La Feria Internacional del Libro de Buenos Aires vivió un primer fin de semana marcado por la masiva exhibición de Franco Colapinto, que afectó la concurrencia del domingo. Sin embargo, los organizadores reportan un aumento del 15% en la Noche de la Feria y los editores mantienen expectativas positivas de cara a los próximos días.
La Feria Internacional del Libro de Buenos Aires comenzó su edición número 50 con un fin de semana que combinó momentos de baja concurrencia con otros de gran entusiasmo. Durante la tarde del sábado, los pasillos del predio de La Rural lucían poco transitados y las cajas de los stands permanecían ociosas. Sin embargo, la noche trajo un cambio significativo: la Noche de la Feria registró un 15% más de asistentes que el año pasado, según los primeros cálculos de los organizadores.
El domingo, en cambio, la asistencia se vio afectada por la superposición con la exhibición del corredor de Fórmula 1 Franco Colapinto, que convocó a unas 600.000 personas en las avenidas Libertador y Sarmiento.
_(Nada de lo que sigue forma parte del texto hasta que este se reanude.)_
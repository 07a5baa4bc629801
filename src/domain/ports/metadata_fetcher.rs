use crate::domain::errors::MetadataError;
use async_trait::async_trait;

/// Port for resolving content-addressed metadata documents.
#[async_trait]
pub trait MetadataFetcher: Send + Sync {
    /// Fetch and parse the document at an `ipfs://<cid>` URI.
    async fn fetch(&self, uri: &str) -> Result<serde_json::Value, MetadataError>;
}
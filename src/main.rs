//! nexus-sync daemon entry point.

use std::path::PathBuf;
use std::sync::Arc;

use anyhow::Context;
use clap::{Parser, Subcommand};
use tracing_subscriber::{layer::SubscriberExt, util::SubscriberInitExt, EnvFilter};

use nexus_sync::adapters::cache::MokaCacheStore;
use nexus_sync::adapters::chain::{HttpChainClient, MockChain};
use nexus_sync::adapters::ipfs::IpfsGateway;
use nexus_sync::adapters::sqlite::{initialize_database, SqliteAgentStore, SqliteTransactionLedger};
use nexus_sync::domain::ports::ChainClient;
use nexus_sync::{
    CacheLayer, Config, ConfigLoader, EventSubscriber, RetryPolicy, SyncProcessor,
};

#[derive(Parser)]
#[command(name = "nexus-sync", about = "Registry chain-state synchronization daemon", version)]
struct Cli {
    /// Path to a configuration file (defaults to ./nexus-sync.yaml)
    #[arg(long, global = true)]
    config: Option<PathBuf>,

    #[command(subcommand)]
    command: Commands,
}

#[derive(Subcommand)]
enum Commands {
    /// Run the sync pipeline until interrupted
    Run(RunArgs),
    /// Print the ledger status snapshot
    Status,
}

#[derive(clap::Args)]
struct RunArgs {
    /// Replay historical events before going live
    #[arg(long)]
    historical: bool,

    /// First block of the replay window (overrides configuration)
    #[arg(long)]
    from_block: Option<u64>,

    /// Use the in-memory mock ledger instead of the RPC endpoint
    #[arg(long)]
    mock: bool,
}

#[tokio::main]
async fn main() -> anyhow::Result<()> {
    tracing_subscriber::registry()
        .with(EnvFilter::try_from_default_env().unwrap_or_else(|_| EnvFilter::new("info")))
        .with(tracing_subscriber::fmt::layer().with_writer(std::io::stderr))
        .init();

    let cli = Cli::parse();
    let config = match &cli.config {
        Some(path) => ConfigLoader::load_from_file(path)?,
        None => ConfigLoader::load()?,
    };

    match cli.command {
        Commands::Run(args) => run(config, args).await,
        Commands::Status => status(config).await,
    }
}

async fn run(config: Config, args: RunArgs) -> anyhow::Result<()> {
    let pool = initialize_database(&config.database)
        .await
        .context("failed to initialize document store")?;

    let agents = Arc::new(SqliteAgentStore::new(pool.clone()));
    let ledger = Arc::new(SqliteTransactionLedger::new(pool.clone()));
    let cache = Arc::new(CacheLayer::new(
        Arc::new(MokaCacheStore::new(&config.cache)),
        &config.cache,
    ));
    let metadata = Arc::new(IpfsGateway::new(&config.metadata));

    let from_block = args.from_block.unwrap_or(config.sync.from_block);
    let historical = args.historical || config.sync.historical;

    let retry = RetryPolicy::from_config(&config.retry);
    let (chain, http_client): (Arc<dyn ChainClient>, Option<Arc<HttpChainClient>>) = if args.mock {
        tracing::warn!("running against the in-memory mock ledger");
        (Arc::new(MockChain::new()), None)
    } else {
        let client = Arc::new(
            HttpChainClient::connect(config.chain.clone(), retry)
                .context("failed to configure chain client")?,
        );
        client.start_event_poller(from_block).await;
        (client.clone(), Some(client))
    };

    let processor = Arc::new(SyncProcessor::new(agents, ledger, cache, metadata));
    let subscriber = EventSubscriber::new(chain, processor, config.sync.clone());

    subscriber.start(from_block, historical).await?;
    tracing::info!(from_block, historical, "sync pipeline running, ctrl-c to stop");

    tokio::signal::ctrl_c()
        .await
        .context("failed to listen for shutdown signal")?;
    tracing::info!("shutting down");

    subscriber.stop().await;
    if let Some(client) = http_client {
        client.shutdown().await;
    }
    pool.close().await;
    Ok(())
}

async fn status(config: Config) -> anyhow::Result<()> {
    let retry = RetryPolicy::from_config(&config.retry);
    let client = HttpChainClient::connect(config.chain, retry)
        .context("failed to configure chain client")?;

    let status = client.status().await?;
    println!("{}", serde_json::to_string_pretty(&status)?);
    Ok(())
}
//! Shared helpers for integration tests: an in-memory stack wired the
//! same way the daemon wires production adapters, with the mock ledger
//! in place of the RPC endpoint.
#![allow(dead_code)]

use std::collections::HashMap;
use std::future::Future;
use std::sync::Arc;
use std::time::Duration;

use async_trait::async_trait;

use nexus_sync::adapters::cache::MokaCacheStore;
use nexus_sync::adapters::chain::MockChain;
use nexus_sync::adapters::sqlite::{
    create_migrated_test_pool, SqliteAgentStore, SqliteTransactionLedger,
};
use nexus_sync::domain::models::CacheConfig;
use nexus_sync::{CacheLayer, MetadataError, MetadataFetcher, SyncProcessor};

/// Metadata fetcher serving a fixed set of documents; anything else is a
/// gateway miss.
pub struct StaticMetadata {
    documents: HashMap<String, serde_json::Value>,
}

impl StaticMetadata {
    pub fn new(documents: &[(&str, serde_json::Value)]) -> Self {
        Self {
            documents: documents
                .iter()
                .map(|(uri, doc)| ((*uri).to_string(), doc.clone()))
                .collect(),
        }
    }

    pub fn empty() -> Self {
        Self {
            documents: HashMap::new(),
        }
    }
}

#[async_trait]
impl MetadataFetcher for StaticMetadata {
    async fn fetch(&self, uri: &str) -> Result<serde_json::Value, MetadataError> {
        self.documents
            .get(uri)
            .cloned()
            .ok_or(MetadataError::Gateway(404))
    }
}

pub struct TestStack {
    pub chain: Arc<MockChain>,
    pub agents: Arc<SqliteAgentStore>,
    pub ledger: Arc<SqliteTransactionLedger>,
    pub cache: Arc<CacheLayer>,
    pub processor: Arc<SyncProcessor>,
}

/// Build a full stack over an in-memory database, with the mock ledger
/// starting at `start_block`.
pub async fn build_stack(start_block: u64, metadata: StaticMetadata) -> TestStack {
    let pool = create_migrated_test_pool().await.expect("test pool");
    let chain = Arc::new(MockChain::with_start_block(start_block));
    let agents = Arc::new(SqliteAgentStore::new(pool.clone()));
    let ledger = Arc::new(SqliteTransactionLedger::new(pool));
    let cache_config = CacheConfig::default();
    let cache = Arc::new(CacheLayer::new(
        Arc::new(MokaCacheStore::new(&cache_config)),
        &cache_config,
    ));
    let processor = Arc::new(SyncProcessor::new(
        agents.clone(),
        ledger.clone(),
        cache.clone(),
        Arc::new(metadata),
    ));

    TestStack {
        chain,
        agents,
        ledger,
        cache,
        processor,
    }
}

/// Poll `check` until it returns `Some`, or panic after ~2.5s. Used to
/// wait for the async pipeline to settle without fixed sleeps.
pub async fn wait_for<T, F, Fut>(description: &str, mut check: F) -> T
where
    F: FnMut() -> Fut,
    Fut: Future<Output = Option<T>>,
{
    for _ in 0..50 {
        if let Some(value) = check().await {
            return value;
        }
        tokio::time::sleep(Duration::from_millis(50)).await;
    }
    panic!("timed out waiting for {description}");
}
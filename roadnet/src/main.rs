//! `roadnet` - road-network rule-state tooling

use clap::Parser;
use tokio_util::sync::CancellationToken;

use roadnet::cli::args::Cli;
use roadnet::cli::commands;
use roadnet::error::ExitCode;
use roadnet::observability::init_logging;

#[tokio::main]
async fn main() {
    let cli = Cli::parse();
    init_logging(cli.log_settings());

    let cancel = CancellationToken::new();

    // First signal asks running commands to stop; a second one exits.
    let signal_cancel = cancel.clone();
    tokio::spawn(async move {
        let terminated = wait_for_signal().await;
        signal_cancel.cancel();
        tracing::info!("shutting down (press Ctrl+C again to force)");

        let _ = wait_for_signal().await;
        std::process::exit(if terminated {
            ExitCode::TERMINATED
        } else {
            ExitCode::INTERRUPTED
        });
    });

    let result = commands::dispatch(cli, cancel.clone()).await;

    match result {
        Ok(()) if cancel.is_cancelled() => std::process::exit(ExitCode::INTERRUPTED),
        Ok(()) => std::process::exit(ExitCode::SUCCESS),
        Err(e) => {
            eprintln!("error: {e}");
            std::process::exit(e.exit_code());
        }
    }
}

/// Waits for Ctrl+C or, on Unix, SIGTERM. Returns `true` for SIGTERM.
async fn wait_for_signal() -> bool {
    #[cfg(unix)]
    {
        use tokio::signal::unix::{SignalKind, signal};

        match signal(SignalKind::terminate()) {
            Ok(mut sigterm) => tokio::select! {
                _ = tokio::signal::ctrl_c() => false,
                _ = sigterm.recv() => true,
            },
            Err(e) => {
                tracing::warn!(error = %e, "failed to register SIGTERM handler");
                let _ = tokio::signal::ctrl_c().await;
                false
            }
        }
    }
    #[cfg(not(unix))]
    {
        let _ = tokio::signal::ctrl_c().await;
        false
    }
}
//! Intersections controlled by phase rings.

use indexmap::IndexMap;
use serde::Serialize;

use super::ids::{IntersectionId, PhaseRingId};
use crate::error::NetworkError;

/// An intersection and the phase ring that controls it.
#[derive(Debug, Clone, PartialEq, Eq, Serialize)]
pub struct Intersection {
    /// Intersection identifier.
    pub id: IntersectionId,
    /// Controlling phase ring.
    pub phase_ring_id: PhaseRingId,
}

/// Intersections in declaration order.
#[derive(Debug, Clone, Default)]
pub struct IntersectionBook {
    intersections: IndexMap<IntersectionId, Intersection>,
}

impl IntersectionBook {
    /// Creates an empty book.
    #[must_use]
    pub fn new() -> Self {
        Self::default()
    }

    /// Adds an intersection.
    ///
    /// # Errors
    ///
    /// Returns [`NetworkError::DuplicateIntersection`] when an intersection
    /// with the same id already exists.
    pub fn add_intersection(&mut self, intersection: Intersection) -> Result<(), NetworkError> {
        if self.intersections.contains_key(&intersection.id) {
            return Err(NetworkError::DuplicateIntersection(
                intersection.id.to_string(),
            ));
        }
        self.intersections
            .insert(intersection.id.clone(), intersection);
        Ok(())
    }

    /// Returns the intersection with the given id.
    #[must_use]
    pub fn intersection(&self, id: &IntersectionId) -> Option<&Intersection> {
        self.intersections.get(id)
    }

    /// Iterates intersections in declaration order.
    pub fn iter(&self) -> impl Iterator<Item = &Intersection> {
        self.intersections.values()
    }

    /// Returns the number of intersections.
    #[must_use]
    pub fn len(&self) -> usize {
        self.intersections.len()
    }

    /// Returns true when the book is empty.
    #[must_use]
    pub fn is_empty(&self) -> bool {
        self.intersections.is_empty()
    }
}

#[cfg(test)]
mod tests {
    use super::*;

    fn intersection(id: &str, ring: &str) -> Intersection {
        Intersection {
            id: IntersectionId::new(id),
            phase_ring_id: PhaseRingId::new(ring),
        }
    }

    #[test]
    fn test_add_and_lookup() {
        let mut book = IntersectionBook::new();
        book.add_intersection(intersection("Crosswalk", "CrosswalkRing"))
            .unwrap();
        let found = book.intersection(&IntersectionId::new("Crosswalk")).unwrap();
        assert_eq!(found.phase_ring_id, PhaseRingId::new("CrosswalkRing"));
        assert_eq!(book.len(), 1);
    }

    #[test]
    fn test_duplicate_intersection_rejected() {
        let mut book = IntersectionBook::new();
        book.add_intersection(intersection("Crosswalk", "A")).unwrap();
        let err = book
            .add_intersection(intersection("Crosswalk", "B"))
            .unwrap_err();
        assert_eq!(
            err,
            NetworkError::DuplicateIntersection("Crosswalk".to_string())
        );
    }
}
//! Phase ring book: the read-only catalogue of phase rings.

use std::collections::BTreeMap;

use super::ids::PhaseRingId;
use super::phase_ring::PhaseRing;
use crate::error::NetworkError;

/// Read access to the phase rings of a road network.
pub trait PhaseRingBook: Send + Sync {
    /// Returns the ids of every ring, in ascending order.
    fn phase_rings(&self) -> Vec<PhaseRingId>;

    /// Returns the ring with the given id.
    fn phase_ring(&self, id: &PhaseRingId) -> Option<&PhaseRing>;
}

/// A phase ring book populated at load time.
#[derive(Debug, Clone, Default)]
pub struct ManualPhaseRingBook {
    rings: BTreeMap<PhaseRingId, PhaseRing>,
}

impl ManualPhaseRingBook {
    /// Creates an empty book.
    #[must_use]
    pub fn new() -> Self {
        Self::default()
    }

    /// Adds a ring to the book.
    ///
    /// # Errors
    ///
    /// Returns [`NetworkError::DuplicatePhaseRing`] if a ring with the same
    /// id is already present.
    pub fn add_phase_ring(&mut self, ring: PhaseRing) -> Result<(), NetworkError> {
        let id = ring.id().clone();
        if self.rings.contains_key(&id) {
            return Err(NetworkError::DuplicatePhaseRing(id.to_string()));
        }
        self.rings.insert(id, ring);
        Ok(())
    }

    /// Returns the number of rings.
    #[must_use]
    pub fn len(&self) -> usize {
        self.rings.len()
    }

    /// Returns true when the book has no rings.
    #[must_use]
    pub fn is_empty(&self) -> bool {
        self.rings.is_empty()
    }

    /// Iterates rings in ascending id order.
    pub fn iter(&self) -> impl Iterator<Item = &PhaseRing> {
        self.rings.values()
    }
}

impl PhaseRingBook for ManualPhaseRingBook {
    fn phase_rings(&self) -> Vec<PhaseRingId> {
        self.rings.keys().cloned().collect()
    }

    fn phase_ring(&self, id: &PhaseRingId) -> Option<&PhaseRing> {
        self.rings.get(id)
    }
}

#[cfg(test)]
mod tests {
    use super::*;
    use crate::network::phase_ring::Phase;

    fn ring(id: &str) -> PhaseRing {
        PhaseRing::new(PhaseRingId::new(id), vec![Phase::new("Only")], vec![]).unwrap()
    }

    #[test]
    fn test_phase_rings_sorted() {
        let mut book = ManualPhaseRingBook::new();
        book.add_phase_ring(ring("b")).unwrap();
        book.add_phase_ring(ring("a")).unwrap();
        book.add_phase_ring(ring("c")).unwrap();

        let ids: Vec<_> = book.phase_rings().into_iter().map(|id| id.0).collect();
        assert_eq!(ids, vec!["a", "b", "c"]);
        assert_eq!(book.len(), 3);
    }

    #[test]
    fn test_duplicate_ring_rejected() {
        let mut book = ManualPhaseRingBook::new();
        book.add_phase_ring(ring("a")).unwrap();
        let err = book.add_phase_ring(ring("a")).unwrap_err();
        assert_eq!(err, NetworkError::DuplicatePhaseRing("a".to_string()));
    }

    #[test]
    fn test_phase_ring_lookup() {
        let mut book = ManualPhaseRingBook::new();
        assert!(book.is_empty());
        book.add_phase_ring(ring("a")).unwrap();
        assert!(book.phase_ring(&PhaseRingId::new("a")).is_some());
        assert!(book.phase_ring(&PhaseRingId::new("z")).is_none());
    }
}
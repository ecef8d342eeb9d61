//! Elapsed-time sources.
//!
//! A [`Timer`] reports the seconds elapsed since it was created or last
//! reset. Readings never decrease between resets.

use std::str::FromStr;
use std::sync::{Mutex, MutexGuard, PoisonError};

use tokio::time::Instant;

/// Monotonic elapsed-time source.
pub trait Timer: Send + Sync {
    /// Rebases the start instant to now.
    fn reset(&self);

    /// Returns the seconds elapsed since construction or the last reset.
    fn elapsed(&self) -> f64;
}

/// Timer backed by the monotonic clock.
///
/// Uses `tokio::time::Instant`, so a paused tokio clock drives it in tests.
#[derive(Debug)]
pub struct ChronoTimer {
    start: Mutex<Instant>,
}

impl ChronoTimer {
    /// Creates a timer starting now.
    #[must_use]
    pub fn new() -> Self {
        Self {
            start: Mutex::new(Instant::now()),
        }
    }
}

impl Default for ChronoTimer {
    fn default() -> Self {
        Self::new()
    }
}

impl Timer for ChronoTimer {
    fn reset(&self) {
        *lock(&self.start) = Instant::now();
    }

    fn elapsed(&self) -> f64 {
        lock(&self.start).elapsed().as_secs_f64()
    }
}

/// Timer whose clock is advanced by hand.
#[derive(Debug, Default)]
pub struct ManualTimer {
    clock: Mutex<ManualClock>,
}

#[derive(Debug, Default, Clone, Copy)]
struct ManualClock {
    now: f64,
    start: f64,
}

impl ManualTimer {
    /// Creates a timer reading zero.
    #[must_use]
    pub fn new() -> Self {
        Self::default()
    }

    /// Moves the clock forward by `seconds`. Negative or NaN steps are
    /// ignored so that readings never go backwards.
    pub fn advance(&self, seconds: f64) {
        if seconds > 0.0 {
            lock(&self.clock).now += seconds;
        }
    }

    /// Sets the absolute clock reading. Values behind the current reading
    /// are ignored.
    pub fn set_now(&self, seconds: f64) {
        let mut clock = lock(&self.clock);
        if seconds > clock.now {
            clock.now = seconds;
        }
    }
}

impl Timer for ManualTimer {
    fn reset(&self) {
        let mut clock = lock(&self.clock);
        clock.start = clock.now;
    }

    fn elapsed(&self) -> f64 {
        let clock = lock(&self.clock);
        clock.now - clock.start
    }
}

/// Available timer implementations.
#[derive(Debug, Clone, Copy, PartialEq, Eq, Default)]
pub enum TimerType {
    /// [`ChronoTimer`].
    #[default]
    Chrono,
    /// [`ManualTimer`].
    Manual,
}

impl TimerType {
    /// Returns the identifier of this timer type.
    #[must_use]
    pub const fn as_str(self) -> &'static str {
        match self {
            Self::Chrono => "chrono",
            Self::Manual => "manual",
        }
    }
}

impl std::fmt::Display for TimerType {
    fn fmt(&self, f: &mut std::fmt::Formatter<'_>) -> std::fmt::Result {
        f.write_str(self.as_str())
    }
}

impl FromStr for TimerType {
    type Err = String;

    fn from_str(s: &str) -> Result<Self, Self::Err> {
        match s {
            "chrono" => Ok(Self::Chrono),
            "manual" => Ok(Self::Manual),
            other => Err(format!("unknown timer type '{other}'")),
        }
    }
}

/// Creates a timer of the given type.
#[must_use]
pub fn create_timer(kind: TimerType) -> Box<dyn Timer> {
    match kind {
        TimerType::Chrono => Box::new(ChronoTimer::new()),
        TimerType::Manual => Box::new(ManualTimer::new()),
    }
}

// Timer state is plain data; a panic while holding the lock cannot leave it
// half-written.
fn lock<T>(mutex: &Mutex<T>) -> MutexGuard<'_, T> {
    mutex.lock().unwrap_or_else(PoisonError::into_inner)
}

#[cfg(test)]
mod tests {
    use super::*;
    use std::time::Duration;

    #[test]
    fn test_manual_timer_starts_at_zero() {
        let timer = ManualTimer::new();
        assert!(timer.elapsed().abs() < f64::EPSILON);
    }

    #[test]
    fn test_manual_timer_advance_and_reset() {
        let timer = ManualTimer::new();
        timer.advance(1.5);
        assert!((timer.elapsed() - 1.5).abs() < f64::EPSILON);

        timer.reset();
        assert!(timer.elapsed().abs() < f64::EPSILON);

        timer.advance(0.25);
        assert!((timer.elapsed() - 0.25).abs() < f64::EPSILON);
    }

    #[test]
    fn test_manual_timer_never_goes_backwards() {
        let timer = ManualTimer::new();
        timer.set_now(3.0);
        timer.set_now(1.0);
        timer.advance(-2.0);
        timer.advance(f64::NAN);
        assert!((timer.elapsed() - 3.0).abs() < f64::EPSILON);
    }

    #[tokio::test(start_paused = true)]
    async fn test_chrono_timer_follows_clock() {
        let timer = ChronoTimer::new();
        tokio::time::advance(Duration::from_millis(1500)).await;
        assert!((timer.elapsed() - 1.5).abs() < 1e-6);

        timer.reset();
        assert!(timer.elapsed() < 1e-6);

        tokio::time::advance(Duration::from_millis(200)).await;
        assert!((timer.elapsed() - 0.2).abs() < 1e-6);
    }

    #[test]
    fn test_chrono_timer_is_monotonic() {
        let timer = ChronoTimer::new();
        let mut previous = timer.elapsed();
        for _ in 0..1000 {
            let now = timer.elapsed();
            assert!(now >= previous);
            assert!(now >= 0.0);
            previous = now;
        }
    }

    #[test]
    fn test_chrono_timer_real_clock() {
        let timer = ChronoTimer::new();
        std::thread::sleep(Duration::from_millis(20));
        assert!(timer.elapsed() >= 0.02);
    }

    #[test]
    fn test_timer_type_round_trip() {
        for kind in [TimerType::Chrono, TimerType::Manual] {
            assert_eq!(kind.as_str().parse::<TimerType>().unwrap(), kind);
        }
        assert!("wallclock".parse::<TimerType>().is_err());
    }

    #[test]
    fn test_create_timer() {
        let timer = create_timer(TimerType::Manual);
        assert!(timer.elapsed().abs() < f64::EPSILON);
        timer.reset();

        let timer = create_timer(TimerType::Chrono);
        assert!(timer.elapsed() >= 0.0);
    }
}
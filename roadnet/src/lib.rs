//! `roadnet` - road-network rule-state tooling
//!
//! Loads road networks from one of several backends, models their rule
//! books, phase rings and intersections, and advances the phase rings over
//! time with a [`phase::DynamicEnvironmentHandler`].

pub mod cli;
pub mod config;
pub mod error;
pub mod network;
pub mod observability;
pub mod phase;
Mientras algunos visitantes optaron por la Feria, otros desistieron de acercarse a Palermo ante la multitud que esperaba al piloto.
En los stands del Pabellón Azul, editores y libreros celebraban el movimiento del sábado y se resignaban al vacío del domingo, confiando en que la verdadera afluencia comenzará con el cobro de los salarios de abril a principios de mayo. El país invitado de honor es Perú, que ofrece actividades durante casi toda la jornada.
En el espacio cultural de Clarín – Ñ, el dramaturgo y director teatral Mauricio Kartun ofreció una masterclass sobre su obra Baco Polaco, que se presenta en el Teatro Sarmiento, justo enfrente de La Rural. Kartun explicó que la obra nació de un programa de la Fundación Konex y que conecta la tragedia Las bacantes de Eurípides con el universo de la pampa argentina y los gauchos. «En Las bacantes había algo de lo que me interesaba: mujeres que organizan una fiesta descontrolada», señaló. El personaje central es una muchacha polaca que lleva ocho discos de pasta en una maleta y hace bailar a los gauchos.
Kartun también reflexionó sobre el concepto de pastiche y su proceso creativo, destacando que suele tomar notas en la búsqueda de imágenes o situaciones, aunque muchas no llegan al escenario. «De una que me sale, seis quedan en la libreta porque son ideas que se pinchan», comentó. Sin embargo, aseguró que algunas ideas «salen del freezer» con el tiempo.